Few retailers weathered the pandemic better than Foot Locker (FL).
Unlike most other stocks, Footlocker is well below its all-time highs and exhibits significant value.
The question is whether it’s a trap.
We don’t think so.
Q2 of 2020 was the only quarter during the Pandemic where the company lost money.
But they quickly bounced back and then some the following quarter.
Interest surged after their recent acquisition of California shoe store chain WSS for $750 million and Japanese streetwear brand Atmos for $360 million.
The move comes at a time when retailers push more sales online and away from brick-and-mortar stores.
And despite the market’s pricing, we think this stock has enormous potential.
Shoes that can’t lose
Foot Locker doesn’t run a complicated business.
They sell shoes and apparel through 2,998 retail stores in 27 countries from the U.S. to Asia along with ownership of the Champs Sports brand.
Digital sales grew 65% in 2020 to over $2 billion. Yet, it still only represents ~30% of their total sales.
That’s why the acquisition of Atmos, where 60% of sales are online, makes a ton of sense.
WSS is a bit different with its neighborhood-based store models.
Bulls vs bears
Bulls love the exceptional value.
Currently, shares trade at 9.1x earnings compared to a sector median of 15x.
Looking at the comparison, we can see that retailers aren’t getting any love. Only Lululemon Athletica garners a premium.

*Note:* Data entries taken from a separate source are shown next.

//! # Layer observers: fire-and-forget notification of new observations.
//!
//! Provides [`Observe`], the extension point for reacting to writes on a layer,
//! and [`ObserverFn`], a closure-backed implementation.
//!
//! ## Architecture
//! ```text
//! LayerStore::write() ──► (lock released) ──► dispatch(observers, obs)
//!                                                  │
//!                              ┌───────────────────┼───────────────────┐
//!                              ▼                   ▼                   ▼
//!                        rt1.spawn            rt2.spawn           rtN.spawn
//!                     obs1.on_observation  obs2.on_observation  obsN.on_observation
//!                        └─ Err / panic → warn!, isolated
//! ```
//!
//! ## Rules
//! - One task per (write, observer): the writer never awaits an observer.
//! - No ordering across observers, nor across writes for one observer.
//! - An observer returning `Err` or panicking affects neither the write nor other observers.
//! - Each observer runs on the runtime it subscribed from, whichever thread writes.
//! - Delivery is at-least-once per successful write while that runtime is alive.

use std::borrow::Cow;
use std::future::Future;
use std::panic::AssertUnwindSafe;
use std::sync::Arc;

use async_trait::async_trait;
use futures::FutureExt;
use tokio::runtime::Handle;
use tracing::warn;

use crate::board::{LayerId, Observation};
use crate::error::panic_message;

/// Error type returned by observers.
pub type ObserverError = Box<dyn std::error::Error + Send + Sync>;

/// Shared handle to an observer.
pub type ObserverRef = Arc<dyn Observe>;

/// Receives every observation written to the layers it subscribed to.
///
/// ### Implementation requirements
/// - Use async I/O; avoid blocking the executor.
/// - Never write back into the same layer in a way that feeds on itself.
#[async_trait]
pub trait Observe: Send + Sync + 'static {
    /// Handles one new observation written to `layer`.
    async fn on_observation(
        &self,
        layer: LayerId,
        observation: Arc<Observation>,
    ) -> Result<(), ObserverError>;

    /// Returns the observer name used in logs.
    fn name(&self) -> &str {
        std::any::type_name::<Self>()
    }
}

/// Function-backed observer.
///
/// ```rust
/// use std::sync::Arc;
/// use agentvisor::{LayerId, Observation, ObserverError, ObserverFn, ObserverRef, Observe, layers};
///
/// let alerts: ObserverRef =
///     ObserverFn::arc("alerts", |layer: LayerId, obs: Arc<Observation>| async move {
///         if layer == layers::DECISIONS && obs.priority > 5 {
///             // page someone...
///         }
///         Ok::<_, ObserverError>(())
///     });
/// assert_eq!(alerts.name(), "alerts");
/// ```
pub struct ObserverFn<F> {
    name: Cow<'static, str>,
    f: F,
}

impl<F> ObserverFn<F> {
    /// Creates a new function-backed observer.
    pub fn new(name: impl Into<Cow<'static, str>>, f: F) -> Self {
        Self {
            name: name.into(),
            f,
        }
    }

    /// Creates the observer and returns it as a shared handle.
    pub fn arc(name: impl Into<Cow<'static, str>>, f: F) -> Arc<Self> {
        Arc::new(Self::new(name, f))
    }
}

#[async_trait]
impl<F, Fut> Observe for ObserverFn<F>
where
    F: Fn(LayerId, Arc<Observation>) -> Fut + Send + Sync + 'static,
    Fut: Future<Output = Result<(), ObserverError>> + Send + 'static,
{
    async fn on_observation(
        &self,
        layer: LayerId,
        observation: Arc<Observation>,
    ) -> Result<(), ObserverError> {
        (self.f)(layer, observation).await
    }

    fn name(&self) -> &str {
        &self.name
    }
}

/// An observer plus the runtime it subscribed from.
pub(crate) struct Subscription {
    observer: ObserverRef,
    rt: Option<Handle>,
}

impl Subscription {
    /// Binds `observer` to the runtime of the calling context, if any.
    pub(crate) fn new(observer: ObserverRef) -> Self {
        Self {
            observer,
            rt: Handle::try_current().ok(),
        }
    }

    /// Runtime to notify on: the subscribing one, else the writer's.
    fn runtime(&self) -> Option<Handle> {
        self.rt.clone().or_else(|| Handle::try_current().ok())
    }
}

/// Spawns one isolated notification task per subscription.
///
/// Each observer runs on the runtime it subscribed from, so writers on plain
/// threads still notify. A subscription made outside any runtime falls back to
/// the writer's runtime; with neither, that notification is dropped with a
/// warning and the write stands.
pub(crate) fn dispatch(
    subs: &[Arc<Subscription>],
    layer: LayerId,
    observation: Arc<Observation>,
) {
    for sub in subs {
        let Some(rt) = sub.runtime() else {
            warn!(
                observer = sub.observer.name(),
                layer,
                producer = %observation.producer_id,
                "no tokio runtime; observer not notified"
            );
            continue;
        };

        let observer = Arc::clone(&sub.observer);
        let observation = Arc::clone(&observation);
        rt.spawn(async move {
            let fut = observer.on_observation(layer, observation);
            match AssertUnwindSafe(fut).catch_unwind().await {
                Ok(Ok(())) => {}
                Ok(Err(e)) => {
                    warn!(observer = observer.name(), layer, error = %e, "observer failed");
                }
                Err(panic) => {
                    warn!(
                        observer = observer.name(),
                        layer,
                        panic = %panic_message(&*panic),
                        "observer panicked"
                    );
                }
            }
        });
    }
}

Macy’s may look cheaper than Foot Locker, yet its margins are much worse not to mention the sales decline the company experienced long before the pandemic.
Although Foot Locker’s margins declined the last few years, the company’s initiatives to control inventory and increase supply chain efficiency have yielded promising results.
Bears are quick to point out that despite a strong Q1, Footlocker has yet to show sustained revenue growth.
Additionally, their heavy physical footprint exposes them to Covid lockdowns and general mall traffic declines.
Our hot take
Over the last 10 years, Foot Locker has seen the following ranges:
- Price to earnings (P/E) of 8.4x to 17.6x
- Price to sales (P/S) of 0.6x to 1.2x
- Price to cash flow of 5.9x to 13.4x
Here are its current measures:
- P/E of 9.1x
- P/S of 0.67x
- Price to cash flow of 7.01x
There’s no denying shares trade at the discount end of the range.
The cash generated in one year could effectively pay off all their liabilities, giving them a robust balance sheet.
Management already indicated a willingness to acquire more companies, giving them a real opportunity to grow both earnings and revenues.
If shares price even at 13x earnings, that gives shares a 36% upside without breaking a sweat.